ABCC1 or multidrug resistance-associated protein 1 (MRP1), is a uni-directional efflux transporter with a ubiquitous tissue distribution and wide substrate specificity including important therapeutics.
The main roles of this transporter are (i) efflux of xenobiotic and endogenous metabolites, (i) transport of inflammatory mediators (e.g. LTC4) and (iii) defense against oxidative stress. MRP1 plays a role in the development of drug resistance of various types of cancer, and contributes to inflammatory responses [1, 2].  It does not appear to play a significant role in the absorption or eliminations of drugs, but does seem to be an important modulator of drug tissue exposure and metabolite cellular elimination.  The FDA and EMA guidances do not mention MRP1, as there are no clinical demonstrations of a notable role in the absorption or elimination of drugs or DDI, although it’s role in chemotherapeutic pharmacology and drug distribution may be important for some NCEs. 


MRP1 is ubiquitously expressed in humans.  The highest mRNA levels are reported for testis, cardiomyocytes, placenta, prostate, lung, thymus and kidney, with lower expression in small intestine, colon, brain, and mononuclear cells. MRP1 is most highly expressed in cells with a barrier function (epithelial and endothelial), but is located on the basolateral membrane of these polarized cells.  It is often more highly expressed in rapidly dividing cells, unlike other ABC transporters such as MRP2 and MDR1 [1,2].  Although apical localization in brain capillary endothelial cells has been suggested [3], this has not been confirmed by other workers [4,5]. 
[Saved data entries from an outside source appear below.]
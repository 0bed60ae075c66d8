#![cfg_attr(docsrs, feature(doc_auto_cfg))]

pub mod articles;
pub mod error;
pub mod permalink;
pub mod siteconf_model;
pub mod statics;

pub use crate::error::Error;
pub use crate::error::Result;
pub use crate::siteconf_model::Config;
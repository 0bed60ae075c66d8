use std::collections::BTreeMap;

use crate::RelPath;

/// Files copied verbatim into the build output.
#[derive(Debug, Clone, Default, PartialEq, Eq, serde::Serialize, serde::Deserialize)]
#[serde(default)]
#[serde(rename_all = "snake_case")]
#[cfg_attr(feature = "unstable", serde(deny_unknown_fields))]
#[cfg_attr(not(feature = "unstable"), non_exhaustive)]
pub struct StaticFiles {
    /// Files or directories under the content source
    #[serde(skip_serializing_if = "Option::is_none")]
    pub paths: Option<Vec<RelPath>>,
    /// Output overrides for individual static files
    #[serde(skip_serializing_if = "Option::is_none")]
    pub extra_path_metadata: Option<BTreeMap<RelPath, PathMetadata>>,
}

impl StaticFiles {
    pub fn merge(self, other: &Self) -> Self {
        let Self {
            paths,
            extra_path_metadata,
        } = self;
        Self {
            paths: paths.or_else(|| other.paths.clone()),
            extra_path_metadata: extra_path_metadata.or_else(|| other.extra_path_metadata.clone()),
        }
    }
}

#[derive(Debug, Clone, PartialEq, Eq, serde::Serialize, serde::Deserialize)]
#[serde(rename_all = "snake_case")]
#[cfg_attr(feature = "unstable", serde(deny_unknown_fields))]
#[cfg_attr(not(feature = "unstable"), non_exhaustive)]
pub struct PathMetadata {
    /// Destination, relative to the output directory
    pub path: RelPath,
}

#[cfg(test)]
mod test {
    use super::*;

    #[test]
    fn parse_cname_mapping() {
        let statics: StaticFiles = serde_yaml::from_str(
            "paths: [images, extra/CNAME]\nextra_path_metadata:\n  extra/CNAME: {path: CNAME}",
        )
        .unwrap();
        assert_eq!(
            statics.paths.unwrap(),
            vec![
                RelPath::from_unchecked("images"),
                RelPath::from_unchecked("extra/CNAME")
            ]
        );
        let metadata = statics.extra_path_metadata.unwrap();
        assert_eq!(
            metadata[&RelPath::from_unchecked("extra/CNAME")].path,
            RelPath::from_unchecked("CNAME")
        );
    }

    #[test]
    fn reject_absolute_destination() {
        let result: Result<StaticFiles, _> =
            serde_yaml::from_str("extra_path_metadata:\n  extra/CNAME: {path: /CNAME}");
        assert!(result.is_err());
    }
}
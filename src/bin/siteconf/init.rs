use std::fs;
use std::path;

use anyhow::Context as _;

use crate::error::*;

const STARTER_CONFIG: &str = "site:
  author: Your Name
  name: My Blog
  url: http://localhost:8000
  timezone: Europe/London
  language: en
articles:
  url: \"{{year}}/{{month}}/{{slug}}/\"
  save_as: \"{{year}}/{{month}}/{{slug}}/index.html\"
feeds:
  all_atom: false
  category_atom: false
  translation_atom: false
pagination:
  per_page: 10
markdown:
  extension_configs:
    markdown.extensions.codehilite:
      css_class: highlight
    markdown.extensions.extra: {}
    markdown.extensions.meta: {}
links:
  blogroll: []
  social: []
static_files:
  paths:
    - images
";

/// Create a starter config in a site folder
#[derive(Clone, Debug, PartialEq, Eq, clap::Args)]
pub(crate) struct InitArgs {
    /// Site folder
    #[arg(value_name = "DIR", default_value = "./")]
    pub(crate) directory: path::PathBuf,
}

impl InitArgs {
    pub(crate) fn run(&self) -> Result<()> {
        let dest = self.directory.join(siteconf_config::PROJECT_FILE);
        if dest.exists() {
            anyhow::bail!("{} already exists", dest.display());
        }

        fs::create_dir_all(&self.directory)
            .with_context(|| format!("Failed to create {}", self.directory.display()))?;
        fs::write(&dest, STARTER_CONFIG)
            .with_context(|| format!("Failed to write {}", dest.display()))?;
        info!("Created {}", dest.display());

        Ok(())
    }
}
Structure, function, physiology

The 190-kDa MRP1 has a core structure consisting of two trans-membrane domains (TMD), each followed by a nucleotide binding domain (NBD). In common with MRP2, 3, 6 and 7, MRP1 contains a third TMD (TMD0) with five predicted trans membrane segments and an extra cytosolic NH2 terminus connected to the core structure by a linker region (L0) [6]. The TMD0 appears to be important for MRP1 trafficking to the plasma membrane [7], and the precise roles, mechanisms and dependencies of TMD0 and L0 are the subject of significant research [8,9,10,11].
MRP1 has broad substrate specificity, transporting hydrophobic and anionic molecules, glucuronide and glutathione conjugates, as well as endogenous glutathione.  Although many MRP1 substrates are conjugated to glutathione, co-transport of free glutathione is often observed, and appears to stimulate transport of e.g. vincristine and daunorubicin [14].  Glutathione itself is a low affinity substrate of MRP1 (Km = 1-5 mM) [13].  Multiple allosterically cooperative, non-overlapping substrate-binding sites are postulated, which may explain why various substrates both cross-inhibit and cross–stimulate [1]. Whereas the role of glutathione in preventing oxidative stress is well understood, the precise dynamics of MRP1 in regulating cellular glutathione levels require clarification [14]. Cellular exposure to reactive oxygen species (ROS) rapidly depletes GSH, whilst increasing GSSG. GSSG is transported more efficiently by MRP1 than GSH, therefore it may help to maintain a healthy GSSG/GSH ratio [13].  Selective inhibition of MRP1 by MK-571 also promotes 4-Hydroxy-2-nonenal (HNE) induced oxidative stress and cell death. HNE is a chemically reactive aldehyde produced during lipid peroxidation, thus a protective role for MRP1 is postulated, possibly by MRP1-mediated transport of the HNE-SG complex . 
The inflammatory cytokine LTC4 and its main metabolite LTD4 are one of the highest affinity MRP1 substrates, suggesting a key role for MRP1 in cytokine release from LTC4 producing cells. In fact, intracellular LTC4 accumulation was observed in mrp1 (-/-) mice [16].  Additionally, although viable, healthy, and fertile with normal phenotype, knockout mrp1 (−/−) mice were hypersensitive to cytotoxic drugs [12]. 
Numerous chemotherapeutic agents, including doxorubicin and vinblastine, have been reported to induce MRP1 expression, and a role for nuclear hormone regulation via CAR has been reported [1]. 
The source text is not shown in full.